Quando se pretende “educar na e para a democracia” (PARO, 2001, p.35) ,
espera-se um cuidado especial com as práticas cotidianas da escola pública, que
permitam às crianças e jovens não só terem acesso à escola, num modelo de “inclusão
excludente”, mas que alcancem o domínio dos conhecimentos socialmente produzidos.
É tarefa do pedagogo articular a reflexão sobre os fatores que promovem ou que
dificultam a aprendizagem dos alunos e, a partir daí, coordenar a elaboração de
projetos de intervenção na realidade da escola visando a melhoria do processo
educativo.
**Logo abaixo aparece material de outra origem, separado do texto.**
use thiserror::Error;

#[derive(Error, Debug, Clone, PartialEq, Eq)]
pub enum MatrixError {
    #[error("matmul dimension mismatch: [{m}x{k}] @ [{k2}x{n}]")]
    DimensionMismatch {
        m: usize,
        k: usize,
        k2: usize,
        n: usize,
    },
    #[error("invalid tile size {0}: must be at least 1")]
    InvalidTileSize(usize),
    #[error("index ({row}, {col}) out of range for [{nrow}x{ncol}] matrix")]
    OutOfRange {
        row: usize,
        col: usize,
        nrow: usize,
        ncol: usize,
    },
    #[error("buffer length mismatch: expected {expected}, got {got}")]
    LengthMismatch { expected: usize, got: usize },
}

pub type Result<T> = std::result::Result<T, MatrixError>;
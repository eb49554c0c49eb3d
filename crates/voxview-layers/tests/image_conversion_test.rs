use nalgebra::DMatrix;
use ndarray::{ArrayD, IxDyn};

use voxview_core::image::{Image, PixelType};
use voxview_core::metadata::Metadata;
use voxview_core::spatial::{Direction, Point2, Point3, Spacing2, Spacing3};
use voxview_layers::{image_from_image_layer, image_layer_from_image, ImageLayer};

fn ramp(shape: &[usize]) -> ArrayD<u8> {
    let len: usize = shape.iter().product();
    let values: Vec<u8> = (0..len).map(|i| (i % 251) as u8).collect();
    ArrayD::from_shape_vec(IxDyn(shape), values).unwrap()
}

#[test]
fn test_scalar_pixel_round_trip_is_exact() {
    let data = ArrayD::from_shape_vec(
        IxDyn(&[3, 4]),
        (0..12).map(|i| i as f32 * 0.5).collect(),
    )
    .unwrap();
    let image = Image::<f32, 2>::new(data).unwrap();

    let layer = image_layer_from_image(&image);
    let recovered: Image<f32, 2> = image_from_image_layer(&layer).unwrap();

    assert_eq!(recovered.data(), image.data());
    assert_eq!(recovered.pixel_type(), image.pixel_type());
    // The recovered image owns fresh storage rather than aliasing the layer's view
    assert_ne!(recovered.data().as_ptr(), image.data().as_ptr());
}

#[test]
fn test_rgb_pixel_round_trip_is_exact() {
    let image = Image::<u8, 2>::new_rgb(ramp(&[5, 6, 3])).unwrap();

    let layer = image_layer_from_image(&image);
    assert!(layer.rgb());

    let recovered: Image<u8, 2> = image_from_image_layer(&layer).unwrap();
    assert_eq!(recovered.pixel_type(), PixelType::Rgb);
    assert_eq!(recovered.data(), image.data());
}

#[test]
fn test_rgba_pixel_round_trip_is_exact() {
    let image = Image::<u8, 2>::new_rgba(ramp(&[5, 6, 4])).unwrap();

    let layer = image_layer_from_image(&image);
    let recovered: Image<u8, 2> = image_from_image_layer(&layer).unwrap();
    assert_eq!(recovered.pixel_type(), PixelType::Rgba);
    assert_eq!(recovered.data(), image.data());
}

#[test]
fn test_layer_borrows_image_buffer() {
    let image = Image::<u8, 2>::new(ramp(&[16, 16])).unwrap();
    let layer = image_layer_from_image(&image);

    assert!(layer.is_view());
    assert_eq!(layer.data(), image.data().view());
}

#[test]
fn test_layer_over_borrowed_view_converts_to_image() {
    let data = ramp(&[4, 6]);
    let layer = ImageLayer::from_view(data.view());

    assert!(layer.is_view());
    assert_eq!(layer.ndim(), 2);
    assert_eq!(layer.shape(), &[4, 6]);

    let image: Image<u8, 2> = image_from_image_layer(&layer).unwrap();
    assert_eq!(image.data(), &data);
}

#[test]
fn test_spacing_maps_to_reversed_scale() {
    let data = ArrayD::<f32>::zeros(IxDyn(&[3, 4]));
    let mut image = Image::<f32, 2>::new(data).unwrap();
    image.set_spacing(Spacing2::new([1.1, 2.2]));

    let layer = image_layer_from_image(&image);
    assert_eq!(layer.scale(), Some(&[2.2, 1.1][..]));

    let recovered: Image<f32, 2> = image_from_image_layer(&layer).unwrap();
    assert_eq!(*recovered.spacing(), Spacing2::new([1.1, 2.2]));
}

#[test]
fn test_origin_maps_to_reversed_translate() {
    let data = ArrayD::<f32>::zeros(IxDyn(&[3, 4]));
    let mut image = Image::<f32, 2>::new(data).unwrap();
    image.set_origin(Point2::new([7.0, -3.0]));

    let layer = image_layer_from_image(&image);
    assert_eq!(layer.translate(), Some(&[-3.0, 7.0][..]));

    let recovered: Image<f32, 2> = image_from_image_layer(&layer).unwrap();
    assert_eq!(*recovered.origin(), Point2::new([7.0, -3.0]));
}

#[test]
fn test_axis_swap_direction_survives_round_trip() {
    // The 2D axis-swap matrix is symmetric, so the transposed layer rotate
    // holds the same values as the image direction here
    let swap = Direction::<2>::from_fn(|i, j| if i + j == 1 { 1.0 } else { 0.0 });

    let data = ArrayD::<f32>::zeros(IxDyn(&[3, 3]));
    let mut image = Image::<f32, 2>::new(data).unwrap();
    image.set_direction(swap);

    let layer = image_layer_from_image(&image);
    let rotate = layer.rotate().unwrap();
    for i in 0..2 {
        for j in 0..2 {
            assert_eq!(rotate[(i, j)], swap[(j, i)]);
            assert_eq!(rotate[(i, j)], swap[(i, j)]);
        }
    }

    let recovered: Image<f32, 2> = image_from_image_layer(&layer).unwrap();
    assert_eq!(*recovered.direction(), swap);
}

#[test]
fn test_proper_rotation_direction_transposes_each_way() {
    let angle = 0.3f64;
    let (sin, cos) = angle.sin_cos();
    let direction = Direction::<2>::from_fn(|i, j| match (i, j) {
        (0, 0) => cos,
        (0, 1) => -sin,
        (1, 0) => sin,
        (1, 1) => cos,
        _ => unreachable!(),
    });

    let data = ArrayD::<f32>::zeros(IxDyn(&[3, 3]));
    let mut image = Image::<f32, 2>::new(data).unwrap();
    image.set_direction(direction);

    let layer = image_layer_from_image(&image);
    let rotate = layer.rotate().unwrap();
    assert_eq!(rotate[(0, 1)], direction[(1, 0)]);
    assert_eq!(rotate[(1, 0)], direction[(0, 1)]);

    let recovered: Image<f32, 2> = image_from_image_layer(&layer).unwrap();
    assert_eq!(*recovered.direction(), direction);
}

#[test]
fn test_metadata_round_trip_preserves_entries_and_order() {
    let data = ArrayD::<f32>::zeros(IxDyn(&[3, 4]));
    let mut image = Image::<f32, 2>::new(data).unwrap();
    image.metadata_mut().insert("modality", "MR");
    image.metadata_mut().insert("echo_time", 4.2);
    image.metadata_mut().insert("series", 12i64);

    let layer = image_layer_from_image(&image);
    assert_eq!(layer.metadata(), image.metadata());

    let recovered: Image<f32, 2> = image_from_image_layer(&layer).unwrap();
    let keys: Vec<&str> = recovered.metadata().keys().collect();
    assert_eq!(keys, vec!["modality", "echo_time", "series"]);
    assert_eq!(
        recovered.metadata().get("echo_time").and_then(|v| v.as_float()),
        Some(4.2)
    );
}

#[test]
fn test_metadata_copies_are_independent() {
    let data = ArrayD::<f32>::zeros(IxDyn(&[3, 4]));
    let mut image = Image::<f32, 2>::new(data).unwrap();
    image.metadata_mut().insert("modality", "CT");

    let mut layer = image_layer_from_image(&image);
    layer.metadata_mut().insert("modality", "PET");
    layer.metadata_mut().insert("extra", 1i64);

    assert_eq!(
        image.metadata().get("modality").and_then(|v| v.as_str()),
        Some("CT")
    );
    assert!(!image.metadata().contains_key("extra"));
}

#[test]
fn test_owned_layer_round_trips_through_image() {
    let mut layer = ImageLayer::new(ramp(&[4, 5]).mapv(|v| v as u16));
    layer.set_scale(vec![3.0, 2.0]);
    layer.set_translate(vec![30.0, 20.0]);

    let mut metadata = Metadata::new();
    metadata.insert("source", "synthetic");
    layer.set_metadata(metadata);

    let image: Image<u16, 2> = image_from_image_layer(&layer).unwrap();
    let back = image_layer_from_image(&image);

    assert_eq!(back.data(), layer.data());
    assert_eq!(back.scale(), layer.scale());
    assert_eq!(back.translate(), layer.translate());
    assert_eq!(back.metadata(), layer.metadata());
}

#[test]
fn test_3d_layer_composite_reproduces_toolkit_geometry() {
    let data = ramp(&[10, 10, 10]);

    let angle = std::f64::consts::FRAC_PI_4;
    let (sin, cos) = angle.sin_cos();
    let rotate = DMatrix::from_row_slice(3, 3, &[cos, -sin, 0.0, sin, cos, 0.0, 0.0, 0.0, 1.0]);

    let mut layer = ImageLayer::new(data.clone());
    layer.set_scale(vec![2.0, 1.5, 1.5]);
    layer.set_translate(vec![10.0, 20.0, 30.0]);
    layer.set_rotate(rotate.clone());

    let image: Image<u8, 3> = image_from_image_layer(&layer).unwrap();
    assert_eq!(*image.spacing(), Spacing3::new([1.5, 1.5, 2.0]));
    assert_eq!(*image.origin(), Point3::new([30.0, 20.0, 10.0]));
    for i in 0..3 {
        for j in 0..3 {
            assert_eq!(image.direction()[(i, j)], rotate[(j, i)]);
        }
    }
    assert_eq!(image.data(), &data);

    let back = image_layer_from_image(&image);
    assert_eq!(back.scale(), Some(&[2.0, 1.5, 1.5][..]));
    assert_eq!(back.translate(), Some(&[10.0, 20.0, 30.0][..]));
    assert_eq!(back.rotate(), Some(&rotate));
    assert_eq!(back.data(), layer.data());
}

#[test]
fn test_3d_composite_geometry() {
    let data = ArrayD::<f32>::zeros(IxDyn(&[2, 3, 4]));
    let mut image = Image::<f32, 3>::new(data).unwrap();
    image.set_spacing(Spacing3::new([1.0, 2.0, 4.0]));
    image.set_origin(Point3::new([-1.0, 0.0, 1.0]));

    let angle = std::f64::consts::FRAC_PI_4;
    let (sin, cos) = angle.sin_cos();
    let direction = Direction::<3>::from_fn(|i, j| match (i, j) {
        (0, 0) => cos,
        (0, 1) => -sin,
        (1, 0) => sin,
        (1, 1) => cos,
        (2, 2) => 1.0,
        _ => 0.0,
    });
    image.set_direction(direction);

    let layer = image_layer_from_image(&image);
    assert_eq!(layer.scale(), Some(&[4.0, 2.0, 1.0][..]));
    assert_eq!(layer.translate(), Some(&[1.0, 0.0, -1.0][..]));

    let rotate = layer.rotate().unwrap();
    for i in 0..3 {
        for j in 0..3 {
            assert!((rotate[(i, j)] - direction[(j, i)]).abs() < 1e-15);
        }
    }

    let recovered: Image<f32, 3> = image_from_image_layer(&layer).unwrap();
    assert_eq!(*recovered.spacing(), Spacing3::new([1.0, 2.0, 4.0]));
    assert_eq!(*recovered.origin(), Point3::new([-1.0, 0.0, 1.0]));
    for i in 0..3 {
        for j in 0..3 {
            assert!((recovered.direction()[(i, j)] - direction[(i, j)]).abs() < 1e-15);
        }
    }
}
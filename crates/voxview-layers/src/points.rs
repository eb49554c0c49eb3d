//! Conversions between point sets and viewer points layers.
//!
//! Layer coordinates are 64-bit rows in a `points x dimension` table;
//! point sets store 32-bit coordinates. Unlike image buffers, point
//! coordinates keep their axis order in both directions.

use nalgebra::DMatrix;
use ndarray::Array2;

use voxview_core::PointSet;

use crate::affine::LayerAffine;
use crate::error::{ConvertError, Result};
use crate::features::Features;

/// Name of the feature column that carries per-point data.
const POINT_DATA_FEATURE: &str = "feature";

/// Viewer-side points layer.
///
/// Holds a `points x dimension` coordinate table, an optional feature
/// table aligned with the rows, and the optional scale/rotate/translate
/// pose shared with image layers.
#[derive(Debug, Clone, PartialEq)]
pub struct PointsLayer {
    data: Array2<f64>,
    features: Option<Features>,
    affine: LayerAffine,
}

impl PointsLayer {
    /// Create a layer from a coordinate table, with no feature table and
    /// no pose attributes set.
    pub fn new(data: Array2<f64>) -> Self {
        Self {
            data,
            features: None,
            affine: LayerAffine::new(),
        }
    }

    /// Get the coordinate table.
    pub fn data(&self) -> &Array2<f64> {
        &self.data
    }

    /// Number of points (table rows).
    pub fn num_points(&self) -> usize {
        self.data.nrows()
    }

    /// Coordinate dimension (table columns).
    pub fn dim(&self) -> usize {
        self.data.ncols()
    }

    /// Get the feature table, if any.
    pub fn features(&self) -> Option<&Features> {
        self.features.as_ref()
    }

    /// Attach a feature table.
    pub fn set_features(&mut self, features: impl Into<Features>) {
        self.features = Some(features.into());
    }

    /// Get the composed layer pose.
    pub fn affine(&self) -> &LayerAffine {
        &self.affine
    }

    /// Get the per-axis scale factors, if set.
    pub fn scale(&self) -> Option<&[f64]> {
        self.affine.scale()
    }

    /// Set the per-axis scale factors.
    pub fn set_scale(&mut self, scale: Vec<f64>) {
        self.affine.set_scale(scale);
    }

    /// Get the rotation matrix, if set.
    pub fn rotate(&self) -> Option<&DMatrix<f64>> {
        self.affine.rotate()
    }

    /// Set the rotation matrix (viewer convention).
    pub fn set_rotate(&mut self, rotate: DMatrix<f64>) {
        self.affine.set_rotate(rotate);
    }

    /// Get the per-axis translation offsets, if set.
    pub fn translate(&self) -> Option<&[f64]> {
        self.affine.translate()
    }

    /// Set the per-axis translation offsets.
    pub fn set_translate(&mut self, translate: Vec<f64>) {
        self.affine.set_translate(translate);
    }
}

/// Create a viewer points layer from a point set.
///
/// Coordinates widen to `f64`. An empty point set produces an empty
/// 3-column table, since the dimension cannot be read off the data. When
/// per-point data is present, its first component becomes the `"feature"`
/// column; further components are dropped.
pub fn points_layer_from_pointset<const D: usize>(pointset: &PointSet<D>) -> PointsLayer {
    tracing::debug!(
        "Wrapping point set with {} points as a viewer layer",
        pointset.num_points()
    );

    let data = if pointset.is_empty() {
        Array2::zeros((0, 3))
    } else {
        Array2::from_shape_fn((pointset.num_points(), D), |(i, j)| {
            f64::from(pointset.points()[i][j])
        })
    };
    let mut layer = PointsLayer::new(data);

    if let Some(point_data) = pointset.point_data() {
        if point_data.nrows() > 0 && point_data.ncols() > 0 {
            if point_data.ncols() > 1 {
                tracing::debug!(
                    "Keeping the first of {} point data components as the feature column",
                    point_data.ncols()
                );
            }
            let column: Vec<f64> = point_data.column(0).iter().map(|&v| f64::from(v)).collect();
            let mut features = Features::new();
            features.insert(POINT_DATA_FEATURE, column);
            layer.set_features(features);
        }
    }

    layer
}

/// Build a point set from a viewer points layer, materializing world
/// coordinates.
///
/// The layer pose (scale, then rotation, then translation) is applied to
/// the coordinate table before narrowing to `f32`, so the point set holds
/// the positions the viewer displays. An empty table always produces an
/// empty point set, whatever `D` is. When the layer carries features, the
/// first declared column becomes the per-point data; further columns are
/// dropped.
pub fn pointset_from_points_layer<const D: usize>(layer: &PointsLayer) -> Result<PointSet<D>> {
    tracing::debug!(
        "Building a {}D point set from a viewer layer with {} points",
        D,
        layer.num_points()
    );

    let world = layer.affine().transform_points(layer.data().clone())?;
    if world.nrows() == 0 {
        return Ok(PointSet::new());
    }
    if world.ncols() != D {
        return Err(ConvertError::dimension_mismatch(format!(
            "points layer stores {}-dimensional coordinates, expected {}",
            world.ncols(),
            D
        )));
    }

    let points: Vec<[f32; D]> = world
        .rows()
        .into_iter()
        .map(|row| {
            let mut point = [0.0f32; D];
            for (target, &value) in point.iter_mut().zip(row.iter()) {
                *target = value as f32;
            }
            point
        })
        .collect();
    let mut pointset = PointSet::from_points(points);

    if let Some(features) = layer.features() {
        if let Some((name, column)) = features.first_column() {
            if features.num_features() > 1 {
                tracing::debug!(
                    "Keeping feature column '{}' of {} as point data",
                    name,
                    features.num_features()
                );
            }
            if column.len() != pointset.num_points() {
                return Err(ConvertError::dimension_mismatch(format!(
                    "feature column '{}' has {} values for {} points",
                    name,
                    column.len(),
                    pointset.num_points()
                )));
            }
            pointset.set_scalar_point_data(column.iter().map(|&v| v as f32).collect());
        }
    }

    Ok(pointset)
}
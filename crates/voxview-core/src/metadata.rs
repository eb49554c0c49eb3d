//! Free-form key/value metadata attached to images.
//!
//! Metadata entries keep their insertion order so that round trips through
//! other representations reproduce the original key sequence.

use serde::{Deserialize, Serialize};

/// A single metadata value.
///
/// Covers the value kinds that survive transport through external image
/// formats and viewer layers: integers, floats, strings, and small numeric
/// arrays.
#[derive(Debug, Clone, PartialEq, Serialize, Deserialize)]
pub enum MetaValue {
    Int(i64),
    Float(f64),
    Str(String),
    Floats(Vec<f64>),
}

impl MetaValue {
    /// Get the integer value, if this is an integer.
    pub fn as_int(&self) -> Option<i64> {
        match self {
            Self::Int(value) => Some(*value),
            _ => None,
        }
    }

    /// Get the float value, if this is a float.
    pub fn as_float(&self) -> Option<f64> {
        match self {
            Self::Float(value) => Some(*value),
            _ => None,
        }
    }

    /// Get the string value, if this is a string.
    pub fn as_str(&self) -> Option<&str> {
        match self {
            Self::Str(value) => Some(value),
            _ => None,
        }
    }

    /// Get the numeric array value, if this is one.
    pub fn as_floats(&self) -> Option<&[f64]> {
        match self {
            Self::Floats(values) => Some(values),
            _ => None,
        }
    }
}

impl From<i64> for MetaValue {
    fn from(value: i64) -> Self {
        Self::Int(value)
    }
}

impl From<i32> for MetaValue {
    fn from(value: i32) -> Self {
        Self::Int(i64::from(value))
    }
}

impl From<f64> for MetaValue {
    fn from(value: f64) -> Self {
        Self::Float(value)
    }
}

impl From<f32> for MetaValue {
    fn from(value: f32) -> Self {
        Self::Float(f64::from(value))
    }
}

impl From<&str> for MetaValue {
    fn from(value: &str) -> Self {
        Self::Str(value.to_string())
    }
}

impl From<String> for MetaValue {
    fn from(value: String) -> Self {
        Self::Str(value)
    }
}

impl From<Vec<f64>> for MetaValue {
    fn from(values: Vec<f64>) -> Self {
        Self::Floats(values)
    }
}

/// Ordered key/value metadata mapping.
///
/// Keys are unique; inserting an existing key replaces the value in place
/// without moving the entry.
#[derive(Debug, Clone, Default, PartialEq, Serialize, Deserialize)]
pub struct Metadata {
    entries: Vec<(String, MetaValue)>,
}

impl Metadata {
    /// Create an empty metadata mapping.
    pub fn new() -> Self {
        Self::default()
    }

    /// Insert a value under a key, replacing any existing entry in place.
    pub fn insert(&mut self, key: impl Into<String>, value: impl Into<MetaValue>) {
        let key = key.into();
        let value = value.into();
        match self.entries.iter_mut().find(|(existing, _)| *existing == key) {
            Some(entry) => entry.1 = value,
            None => self.entries.push((key, value)),
        }
    }

    /// Look up the value stored under a key.
    pub fn get(&self, key: &str) -> Option<&MetaValue> {
        self.entries
            .iter()
            .find(|(existing, _)| existing == key)
            .map(|(_, value)| value)
    }

    /// Check whether a key is present.
    pub fn contains_key(&self, key: &str) -> bool {
        self.get(key).is_some()
    }

    /// Remove an entry, returning its value if it was present.
    pub fn remove(&mut self, key: &str) -> Option<MetaValue> {
        let index = self.entries.iter().position(|(existing, _)| existing == key)?;
        Some(self.entries.remove(index).1)
    }

    /// Number of entries.
    pub fn len(&self) -> usize {
        self.entries.len()
    }

    /// Check whether the mapping is empty.
    pub fn is_empty(&self) -> bool {
        self.entries.is_empty()
    }

    /// Iterate over entries in insertion order.
    pub fn iter(&self) -> impl Iterator<Item = (&str, &MetaValue)> {
        self.entries.iter().map(|(key, value)| (key.as_str(), value))
    }

    /// Iterate over keys in insertion order.
    pub fn keys(&self) -> impl Iterator<Item = &str> {
        self.entries.iter().map(|(key, _)| key.as_str())
    }
}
Portanto, tem-se a questão: Como o Pedagogo pode intervir na organização
do trabalho pedagógico de modo a promover ações que aprimorem o processo
educativo visando o sucesso escolar ?
ACESSO E SUCESSO : TRÊS LETRAS FAZEM MUITA DIFERENÇ A?
Uma brincadeira bastante apreciada pelas crianças é o “Jogo das sete
diferenças”. Trata-se de observar duas figuras aparentemente idênticas para encontrar
pequenas diferenças, somente perceptíveis após um olhar mais atento. Ao olharmos
para os índices que demonstram o acesso ao ensino fundamental, vemos que
atingimos quase a universalização dessa etapa de escolaridade. Todavia, um olhar
mais atento irá desvelar pequenas diferenças, apontando que essa universalização ao
acesso não significa que os alunos, mesmo freqüentando diariamente a escola, estejam
sendo bem sucedidos na aprendizagem dos conteúdos escolares. Assim como entre as
palavras “acesso” e “sucesso” temos apenas três letras de diferença, também no
cotidiano escolar, o apregoado acesso às matrículas não tem se mostrado
verdadeiramente o sucesso dos matriculados.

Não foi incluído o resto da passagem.